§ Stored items
= Beginning of Section =

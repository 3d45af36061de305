//! Bounded polling with exponential backoff
//!
//! A run is checked at most `max_attempts` times. The first check happens
//! immediately; each later check waits `initial_interval * multiplier^(n-1)`,
//! capped at `max_interval`.

use std::time::Duration;

/// Polling policy for waiting on a remote run
#[derive(Debug, Clone, PartialEq)]
pub struct PollPolicy {
    /// Maximum number of status checks
    pub max_attempts: u32,

    /// Delay before the second check
    pub initial_interval: Duration,

    /// Upper bound on any single delay
    pub max_interval: Duration,

    /// Growth factor between consecutive delays
    pub backoff_multiplier: f64,
}

impl Default for PollPolicy {
    /// About ten minutes of waiting in total
    fn default() -> Self {
        Self {
            max_attempts: 120,
            initial_interval: Duration::from_millis(500),
            max_interval: Duration::from_secs(5),
            backoff_multiplier: 1.5,
        }
    }
}

impl PollPolicy {
    /// Create a new poll policy
    pub fn new(
        max_attempts: u32,
        initial_interval: Duration,
        max_interval: Duration,
        backoff_multiplier: f64,
    ) -> Self {
        Self {
            max_attempts,
            initial_interval,
            max_interval,
            backoff_multiplier,
        }
    }

    /// Millisecond-scale policy for tests
    pub fn fast() -> Self {
        Self {
            max_attempts: 10,
            initial_interval: Duration::from_millis(1),
            max_interval: Duration::from_millis(5),
            backoff_multiplier: 2.0,
        }
    }

    /// Set the maximum number of status checks
    pub fn with_max_attempts(mut self, max_attempts: u32) -> Self {
        self.max_attempts = max_attempts;
        self
    }

    /// Delay to wait before check number `attempt` (0-based)
    pub fn delay_before(&self, attempt: u32) -> Duration {
        if attempt == 0 {
            return Duration::ZERO;
        }

        let delay_ms = self.initial_interval.as_millis() as f64
            * self.backoff_multiplier.powi((attempt - 1) as i32);

        // Cap at max interval
        let delay = Duration::from_millis(delay_ms as u64);
        delay.min(self.max_interval)
    }

    /// Sum of all delays if every attempt is used
    pub fn max_total_wait(&self) -> Duration {
        (0..self.max_attempts).map(|a| self.delay_before(a)).sum()
    }
}

#[cfg(test)]
mod tests {
    use super::*;

    #[test]
    fn test_default_policy() {
        let policy = PollPolicy::default();
        assert_eq!(policy.max_attempts, 120);
        assert_eq!(policy.initial_interval, Duration::from_millis(500));
        assert_eq!(policy.max_interval, Duration::from_secs(5));
    }

    #[test]
    fn test_first_check_is_immediate() {
        assert_eq!(PollPolicy::default().delay_before(0), Duration::ZERO);
    }

    #[test]
    fn test_backoff_calculation() {
        let policy = PollPolicy::new(
            10,
            Duration::from_millis(100),
            Duration::from_secs(10),
            2.0,
        );

        assert_eq!(policy.delay_before(1), Duration::from_millis(100));
        assert_eq!(policy.delay_before(2), Duration::from_millis(200));
        assert_eq!(policy.delay_before(3), Duration::from_millis(400));
        assert_eq!(policy.delay_before(4), Duration::from_millis(800));
    }

    #[test]
    fn test_backoff_capped_at_max() {
        let policy = PollPolicy::default();
        assert_eq!(policy.delay_before(50), Duration::from_secs(5));
    }

    #[test]
    fn test_default_total_wait_is_bounded() {
        let total = PollPolicy::default().max_total_wait();
        assert!(total > Duration::from_secs(500));
        assert!(total < Duration::from_secs(600));
    }
}
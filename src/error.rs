// Copyright (c) 2025-2026 Adrian Robinson. Licensed under the AGPL-3.0.
// See LICENSE file in the project root for full license text.

//! Error types for replicated caches.
//!
//! Errors are categorized by where they originate (construction, caller input,
//! the backing store, the bus) and carry enough context to be logged without
//! the surrounding call site.
//!
//! # Error Categories
//!
//! | Error Type | Retryable | Description |
//! |------------|-----------|-------------|
//! | `Store` | Yes | Redis command rejected, connection dropped mid-transaction |
//! | `Connection` | Yes | Producer or consumer handle could not be established |
//! | `Subscription` | Yes | The bus subscription closed underneath a replica |
//! | `ReloadTimeout` | Yes | `initialize` did not observe its own reload in time |
//! | `Config` | No | Invalid key, topic, URL or options |
//! | `Validation` | No | Codec hooks returned a malformed shape |
//! | `Codec` | No | A stored value could not be revived |
//! | `Decode` | No | Malformed bus envelope |
//! | `Shutdown` | No | The replica was dropped while a caller waited on it |
//!
//! # Where errors surface
//!
//! Errors from direct calls (`set`, `delete`, `clear`, `load`, `initialize`)
//! are returned to the caller. Errors that originate in inbound replication
//! (a reload triggered by another process, a malformed envelope) are never
//! raised inside the delivery task; they are handed to the replica's error
//! listeners instead.

use thiserror::Error;

/// Result type alias for replica operations.
pub type Result<T> = std::result::Result<T, ReplicaError>;

/// Errors that can occur while constructing or operating a replica.
#[derive(Error, Debug)]
pub enum ReplicaError {
    /// Backing store command or transaction failure.
    ///
    /// Raised to the direct caller of a store-touching operation, or to the
    /// error listeners when it happens while handling a reload announcement.
    #[error("Store error ({operation}): {message}")]
    Store {
        operation: String,
        message: String,
        #[source]
        source: Option<redis::RedisError>,
    },

    /// A long-lived handle (producer or consumer) could not be opened.
    #[error("Connection error ({direction}): {message}")]
    Connection { direction: String, message: String },

    /// Invalid construction input: empty topic or key, bad URL, bad options.
    ///
    /// Not retryable - fix the configuration.
    #[error("Configuration error: {0}")]
    Config(String),

    /// Codec hooks produced a malformed shape, or a command argument list
    /// is unusable. Raised before any command is sent.
    #[error("Validation error: {0}")]
    Validation(String),

    /// A stored string could not be turned back into a domain value (or a
    /// domain value could not be serialized).
    #[error("Codec error: {0}")]
    Codec(String),

    /// A bus message is not a valid envelope.
    #[error("Envelope decode error: {0}")]
    Decode(String),

    /// The initialize barrier did not resolve within the configured timeout.
    ///
    /// The store write and announcement may still have been applied; only
    /// the local confirmation is missing.
    #[error("Reload barrier timed out on topic {topic} after {timeout_ms}ms")]
    ReloadTimeout { topic: String, timeout_ms: u64 },

    /// The bus stopped delivering messages for a topic.
    #[error("Subscription error ({topic}): {message}")]
    Subscription { topic: String, message: String },

    /// The replica was dropped while an operation was waiting on it.
    #[error("Replica shut down")]
    Shutdown,
}

impl ReplicaError {
    /// Create a store error from a redis::RedisError
    pub fn store(operation: impl Into<String>, source: redis::RedisError) -> Self {
        Self::Store {
            operation: operation.into(),
            message: source.to_string(),
            source: Some(source),
        }
    }

    /// Create a store error without source
    pub fn store_msg(operation: impl Into<String>, message: impl Into<String>) -> Self {
        Self::Store {
            operation: operation.into(),
            message: message.into(),
            source: None,
        }
    }

    /// Create a codec error from any displayable cause.
    pub fn codec(cause: impl std::fmt::Display) -> Self {
        Self::Codec(cause.to_string())
    }

    /// Check if this error is retryable
    pub fn is_retryable(&self) -> bool {
        match self {
            Self::Store { .. } => true,
            Self::Connection { .. } => true,
            Self::Subscription { .. } => true,
            Self::ReloadTimeout { .. } => true,
            Self::Config(_) => false,
            Self::Validation(_) => false,
            Self::Codec(_) => false,
            Self::Decode(_) => false,
            Self::Shutdown => false,
        }
    }

    /// Short label used for metrics and structured logs.
    pub fn kind(&self) -> &'static str {
        match self {
            Self::Store { .. } => "store",
            Self::Connection { .. } => "connection",
            Self::Config(_) => "config",
            Self::Validation(_) => "validation",
            Self::Codec(_) => "codec",
            Self::Decode(_) => "decode",
            Self::ReloadTimeout { .. } => "reload_timeout",
            Self::Subscription { .. } => "subscription",
            Self::Shutdown => "shutdown",
        }
    }
}

impl From<redis::RedisError> for ReplicaError {
    fn from(e: redis::RedisError) -> Self {
        Self::store("unknown", e)
    }
}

= End of Section =

§ The problem
Please copy each line of the entries in which the word "input" shows up.

§ Task solution
//! Errors are categorized by where they originate (construction, caller input,
    /// Invalid construction input: empty topic or key, bad URL, bad options.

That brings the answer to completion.